WHAT YOU SHOULD DO: Reproduce the listing below exactly, from its first line down to and including the line with "use thiserror::Error;".

*** Opening GIVEN DATA ***

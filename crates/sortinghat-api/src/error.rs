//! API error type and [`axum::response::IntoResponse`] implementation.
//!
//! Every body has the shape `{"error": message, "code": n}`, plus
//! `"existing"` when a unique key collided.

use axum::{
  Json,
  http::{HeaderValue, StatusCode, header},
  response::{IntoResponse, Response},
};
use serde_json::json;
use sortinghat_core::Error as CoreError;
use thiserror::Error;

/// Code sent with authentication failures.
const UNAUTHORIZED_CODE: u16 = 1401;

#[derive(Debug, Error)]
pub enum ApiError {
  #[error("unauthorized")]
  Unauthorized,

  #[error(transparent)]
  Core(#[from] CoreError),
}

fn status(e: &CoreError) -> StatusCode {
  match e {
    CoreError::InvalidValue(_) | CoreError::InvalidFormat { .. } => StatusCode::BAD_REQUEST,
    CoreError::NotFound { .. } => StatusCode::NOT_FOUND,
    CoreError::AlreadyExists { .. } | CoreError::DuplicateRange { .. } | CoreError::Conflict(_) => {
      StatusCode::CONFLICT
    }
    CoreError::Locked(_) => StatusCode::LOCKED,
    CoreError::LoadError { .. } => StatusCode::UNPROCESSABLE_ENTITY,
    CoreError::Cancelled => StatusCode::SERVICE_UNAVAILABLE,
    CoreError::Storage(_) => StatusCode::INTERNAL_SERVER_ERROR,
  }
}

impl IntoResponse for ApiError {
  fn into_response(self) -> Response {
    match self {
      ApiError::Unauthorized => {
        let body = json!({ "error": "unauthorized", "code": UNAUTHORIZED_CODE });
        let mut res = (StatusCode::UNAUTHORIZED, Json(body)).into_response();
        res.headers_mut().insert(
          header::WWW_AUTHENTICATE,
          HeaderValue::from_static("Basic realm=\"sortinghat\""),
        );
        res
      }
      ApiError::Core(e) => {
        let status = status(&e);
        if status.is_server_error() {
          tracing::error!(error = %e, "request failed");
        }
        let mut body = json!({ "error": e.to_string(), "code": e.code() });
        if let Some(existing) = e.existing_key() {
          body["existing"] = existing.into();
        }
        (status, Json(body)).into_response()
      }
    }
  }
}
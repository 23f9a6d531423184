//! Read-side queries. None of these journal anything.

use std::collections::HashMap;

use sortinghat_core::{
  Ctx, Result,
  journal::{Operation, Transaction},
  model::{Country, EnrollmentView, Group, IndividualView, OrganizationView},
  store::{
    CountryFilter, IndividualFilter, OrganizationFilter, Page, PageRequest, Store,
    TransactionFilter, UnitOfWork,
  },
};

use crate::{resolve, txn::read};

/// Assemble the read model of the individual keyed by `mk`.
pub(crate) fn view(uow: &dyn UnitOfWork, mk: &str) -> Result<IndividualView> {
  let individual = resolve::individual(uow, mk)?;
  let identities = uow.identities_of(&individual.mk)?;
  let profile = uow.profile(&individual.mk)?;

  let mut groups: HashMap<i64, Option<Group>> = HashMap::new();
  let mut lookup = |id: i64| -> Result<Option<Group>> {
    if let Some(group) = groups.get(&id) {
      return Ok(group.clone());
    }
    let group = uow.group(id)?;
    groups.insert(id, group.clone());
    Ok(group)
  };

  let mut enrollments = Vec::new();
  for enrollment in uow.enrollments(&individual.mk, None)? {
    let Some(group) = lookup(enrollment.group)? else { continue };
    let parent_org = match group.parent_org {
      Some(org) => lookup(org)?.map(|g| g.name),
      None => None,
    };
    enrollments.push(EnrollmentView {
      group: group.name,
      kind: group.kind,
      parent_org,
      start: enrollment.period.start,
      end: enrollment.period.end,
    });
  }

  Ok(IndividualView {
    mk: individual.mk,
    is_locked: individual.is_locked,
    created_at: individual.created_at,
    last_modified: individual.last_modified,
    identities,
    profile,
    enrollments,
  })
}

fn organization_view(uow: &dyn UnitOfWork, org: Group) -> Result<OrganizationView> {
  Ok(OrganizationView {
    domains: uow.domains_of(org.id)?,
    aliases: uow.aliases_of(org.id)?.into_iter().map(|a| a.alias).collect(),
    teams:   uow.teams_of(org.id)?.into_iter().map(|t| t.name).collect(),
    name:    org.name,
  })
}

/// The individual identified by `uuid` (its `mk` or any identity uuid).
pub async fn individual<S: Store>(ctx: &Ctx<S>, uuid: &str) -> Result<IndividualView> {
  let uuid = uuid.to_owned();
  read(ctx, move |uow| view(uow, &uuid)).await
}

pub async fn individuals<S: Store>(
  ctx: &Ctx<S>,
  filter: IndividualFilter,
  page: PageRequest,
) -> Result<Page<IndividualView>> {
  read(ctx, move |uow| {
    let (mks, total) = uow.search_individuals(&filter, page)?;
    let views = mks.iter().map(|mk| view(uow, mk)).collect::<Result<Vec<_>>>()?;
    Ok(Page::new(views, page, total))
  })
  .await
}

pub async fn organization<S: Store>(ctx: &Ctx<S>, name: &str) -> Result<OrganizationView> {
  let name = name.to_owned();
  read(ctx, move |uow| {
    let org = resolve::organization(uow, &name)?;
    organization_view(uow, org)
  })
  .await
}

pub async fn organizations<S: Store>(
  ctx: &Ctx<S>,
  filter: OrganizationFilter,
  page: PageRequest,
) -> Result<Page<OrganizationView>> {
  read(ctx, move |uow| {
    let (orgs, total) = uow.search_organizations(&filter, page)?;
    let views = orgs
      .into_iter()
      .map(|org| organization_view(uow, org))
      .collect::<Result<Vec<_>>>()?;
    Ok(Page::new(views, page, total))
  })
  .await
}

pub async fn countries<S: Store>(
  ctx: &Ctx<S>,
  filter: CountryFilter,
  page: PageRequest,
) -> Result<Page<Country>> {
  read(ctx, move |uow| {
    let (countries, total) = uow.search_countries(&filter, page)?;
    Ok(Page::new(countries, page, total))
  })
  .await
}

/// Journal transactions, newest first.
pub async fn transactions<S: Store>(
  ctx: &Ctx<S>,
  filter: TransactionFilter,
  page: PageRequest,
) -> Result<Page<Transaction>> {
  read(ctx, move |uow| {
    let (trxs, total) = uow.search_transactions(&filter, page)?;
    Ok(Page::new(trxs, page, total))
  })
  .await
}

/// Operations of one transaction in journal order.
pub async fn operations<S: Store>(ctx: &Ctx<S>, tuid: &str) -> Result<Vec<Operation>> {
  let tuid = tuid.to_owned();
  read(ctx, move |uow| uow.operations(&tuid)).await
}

*** Closing GIVEN DATA ***

EXERCISE ANSWER:
filename crates/sortinghat-api/src/error.rs
//! API error type and [`axum::response::IntoResponse`] implementation.
//!
//! Every body has the shape `{"error": message, "code": n}`, plus
//! `"existing"` when a unique key collided.

use axum::{
  Json,
  http::{HeaderValue, StatusCode, header},
  response::{IntoResponse, Response},
};
use serde_json::json;
use sortinghat_core::Error as CoreError;
use thiserror::Error;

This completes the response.